Kenyan Election Day Sees At Least 15 Killed


At least 15 people have been killed in attacks along Kenya’s coast today, tainting an otherwise peaceful Kenyan election day. Kenya’s first election since 2007 has largely been a peaceful affair, despite memories of the ethnic killings that took place after the last election.

Reuters reports that at least nine security officers were killed in two separate attacks this morning by assailants wielding machetes. Six of the attackers were also killed. The attacks came before polls opened, and senior police officers accredited the attacks to a separatist movement.

Today’s attacks were quite unlike the bloodshed that followed Kenya’s last election, in which over 1,000 people lost their lives. Voters remain divided along ethnic lines, and many have not forgotten the slaughter that followed the last election. Many feared that today’s election would be marred by a similar streak of violence, and while that has not yet been the case, there is still uncertainty over what may occur after the victor is announced.
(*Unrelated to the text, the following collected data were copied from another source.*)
//! pcap sources: offline capture files and live interfaces.

use crate::config::SourceConfig;
use crate::packet::{Datalink, Packet};
use crate::source::{PacketSource, PollStatus};
use crate::utils::time::Timestamp;

use anyhow::{Context, Result};
use pcap::{Active, Capture, Offline};

/// Read timeout for live captures, milliseconds.
const LIVE_TIMEOUT_MS: i32 = 100;

fn map_linktype(raw: i32) -> Datalink {
    match raw {
        1 => Datalink::Ethernet,
        9 => Datalink::Ppp,
        12 | 101 => Datalink::Raw,
        113 => Datalink::LinuxSll,
        other => {
            log::warn!("unhandled datalink {}, treating as ethernet", other);
            Datalink::Ethernet
        }
    }
}

/// Offline source over a capture file.
pub struct PcapFileSource {
    cap: Capture<Offline>,
    datalink: Datalink,
    path: String,
}

impl PcapFileSource {
    pub fn open(path: &str) -> Result<Self> {
        let cap = Capture::from_file(path)
            .with_context(|| format!("opening capture file {}", path))?;
        let datalink = map_linktype(cap.get_datalink().0);
        log::info!("reading capture file {} ({:?})", path, datalink);
        Ok(PcapFileSource {
            cap,
            datalink,
            path: path.to_string(),
        })
    }
}

impl PacketSource for PcapFileSource {
    fn datalink(&self) -> Datalink {
        self.datalink
    }

    fn poll(&mut self, pkt: &mut Packet) -> Result<PollStatus> {
        match self.cap.next() {
            Ok(frame) => {
                let ts = Timestamp::new(
                    frame.header.ts.tv_sec.max(0) as u64,
                    frame.header.ts.tv_usec.max(0) as u32,
                );
                pkt.init(frame.data, self.datalink, ts);
                Ok(PollStatus::Packet)
            }
            Err(pcap::Error::NoMorePackets) => {
                log::info!("capture file {} exhausted", self.path);
                Ok(PollStatus::Eof)
            }
            Err(e) => Err(e).context("reading capture file"),
        }
    }
}

/// Live source sniffing an interface.
pub struct PcapLiveSource {
    cap: Capture<Active>,
    datalink: Datalink,
}

impl PcapLiveSource {
    pub fn open(cfg: &SourceConfig) -> Result<Self> {
        let iface = cfg
            .interface
            .as_deref()
            .context("no capture interface configured")?;
        let cap = Capture::from_device(iface)
            .with_context(|| format!("opening device {}", iface))?
            .promisc(cfg.promisc)
            .snaplen(cfg.snaplen)
            .timeout(LIVE_TIMEOUT_MS)
            .open()
            .with_context(|| format!("activating capture on {}", iface))?;
        let datalink = map_linktype(cap.get_datalink().0);
        log::info!("listening on {} ({:?})", iface, datalink);
        Ok(PcapLiveSource { cap, datalink })
    }
}

impl PacketSource for PcapLiveSource {
    fn datalink(&self) -> Datalink {
        self.datalink
    }

    fn poll(&mut self, pkt: &mut Packet) -> Result<PollStatus> {
        match self.cap.next() {
            Ok(frame) => {
                let ts = Timestamp::new(
                    frame.header.ts.tv_sec.max(0) as u64,
                    frame.header.ts.tv_usec.max(0) as u32,
                );
                pkt.init(frame.data, self.datalink, ts);
                Ok(PollStatus::Packet)
            }
            Err(pcap::Error::TimeoutExpired) => Ok(PollStatus::Timeout),
            Err(e) => Err(e).context("reading live capture"),
        }
    }

    fn inject(&mut self, frame: &[u8]) -> Result<()> {
        self.cap
            .sendpacket(frame)
            .context("injecting response frame")
    }
}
Polls have closed across the country, and early results show Deputy Prime Minister Uhuru Kenyatta slightly ahead of Minister Raila Odinga, who lost in 2007 to current President Mwai Kibaki. Kenyatta is the son of Kenya’s first president and has been charged by the International Criminal Court with crimes against humanity. He resigned from his position as Minister of Finance in the wake of these charges.

Kenya is Africa’s fourth-largest democracy. Many of the country’s 14.3 million voters faced long lines today, but voter turnout was still over 70 percent. This Kenyan election day marks another measure of whether African democracy will continue to flourish in the face of instability from neighboring countries such as Somalia, long considered a failed state.